Esta tematização do infinito não se restringe a trama entre os personagens e à estrutura da narrativa. Ela aparece como consequência direta da forma como Von Triers pensa os problemas da produção cinematográfica e da linguagem fílmica. Daí a relevância do filme para pensar uma sexualidade por vir. Daí a relevância de seu cinema para pensar nossa época que se vê às voltas com a produção de limitações que não podem depender apenas de restrições normativas, higienistas ou jurídicas. Basta pensar em questões análogas: que princípio nos fará parar diante da posse dos meios para destruir o planeta ou de recuar diante de uma catástrofe ecológica? Ou seja, por que parar se nada me impede? Lembremos os dez pontos que Von Triers e Thomas Vintenberg formularam, em 1996, como fundamento de seu programa estético-político conhecido como Dogma 96:
  1. As filmagens devem ser feitas no local.
  2. O som não deve jamais ser produzido separadamente da imagem ou vice-versa.
  3. A câmera deve ser usada na mão.
  4. O filme deve ser em cores. Não se aceita nenhuma iluminação especial.
  5. São proibidos os truques fotográficos e filtros.
  6. O filme não deve conter nenhuma ação "superficial".
  7. São vetados os deslocamentos temporais ou geográficos.
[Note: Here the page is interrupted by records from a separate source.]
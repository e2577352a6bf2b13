//! 部署环境模块
//!
//! 固定的五个部署环境，每个环境对应一个 tfvars 文件路径变量。

use crate::error::Error;
use std::fmt;
use std::str::FromStr;

#[derive(Debug, Clone, Copy, PartialEq, Eq, PartialOrd, Ord, Hash)]
pub enum Environment {
    Dev,
    Staging,
    Prod,
    Dr,
    Management,
}

impl Environment {
    /// 所有可接受的环境，顺序与命令行用法说明一致
    pub const ALL: [Environment; 5] = [
        Environment::Dev,
        Environment::Staging,
        Environment::Prod,
        Environment::Dr,
        Environment::Management,
    ];

    /// 命令行中使用的环境名称
    pub fn as_str(self) -> &'static str {
        match self {
            Environment::Dev => "dev",
            Environment::Staging => "staging",
            Environment::Prod => "prod",
            Environment::Dr => "dr",
            Environment::Management => "management",
        }
    }

    /// 保存该环境 tfvars 文件路径的环境变量名
    pub fn vars_file_variable(self) -> &'static str {
        match self {
            Environment::Dev => "DEV_TFVARS",
            Environment::Staging => "STAGING_TFVARS",
            Environment::Prod => "PROD_TFVARS",
            Environment::Dr => "DR_TFVARS",
            Environment::Management => "MANAGEMENT_TFVARS",
        }
    }
}

impl fmt::Display for Environment {
    fn fmt(&self, f: &mut fmt::Formatter<'_>) -> fmt::Result {
        f.write_str(self.as_str())
    }
}

impl FromStr for Environment {
    type Err = Error;

    fn from_str(s: &str) -> Result<Self, Self::Err> {
        Environment::ALL
            .into_iter()
            .find(|env| env.as_str() == s)
            .ok_or_else(|| Error::UnknownEnvironment(s.to_string()))
    }
}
  8. São inaceitáveis os filmes de gênero.
  9. O filme final deve ser transferido para cópia em 35 mm.
  10. O nome do diretor não deve figurar nos créditos.
Os dez pontos do manifesto são restrições, limitações auto-impostas, suspensões do uso de recursos tecnológicos, de produção e de filmagem que estão disponíveis, mas que não serão usados. É uma forma de criar liberdade escolhendo seus limites. Muitos leram neste manifesto uma espécie de recuo regressivo a um naturalismo moral. Uma tentativa de associar novamente produção e linguagem fílmica. Uma crítica à excessiva divisão de tarefas, com autonomização das funções (fotografia, som, direção, direção de atores, etc). Uma indisposição antipática contra a ingerência genérica da força dos meios de produção (recursos tecnológicos, mobilidade de set, etc) no resultado produzido para o público. A ideia de que um filme deva colocar o montante do valor de sua produção como um “índice” de sua qualidade ou como parte de seu apelo ao consumo soava de forma brutalmente estranha aos partidários do Dogma-96. Por outro lado eles não queriam se contentar com uma espécie de retorno ao cinema de autor, que colocava o nome do diretor como ponto de convergência e unidade, que produziria, com o tempo, um traço de “vendabilidade” do filme.
O ponto de amarração da verdade não está nem no excesso da produção, duplamente representado dentro do filme e em seus meios de produção, nem na garantia oferecida pelo nome do diretor e sua suposta confiabilidade induzida pelo efeito obra. O problema que surge daí é muito mais interessante do que sua solução empírica. A ideia enfrenta o desfio que é o desafio ao capitalismo de nossa época: como não usar tudo de que dispomos? Como recuar diante de uma enunciação que não é bem um imperativo, do tipo “isto sim” ou “isto não”, mas uma espécie de falso silogismo irresistível: “se não há nada que proíba ... então se torna obrigatório”. Ou “se eu posso” então “eu devo”?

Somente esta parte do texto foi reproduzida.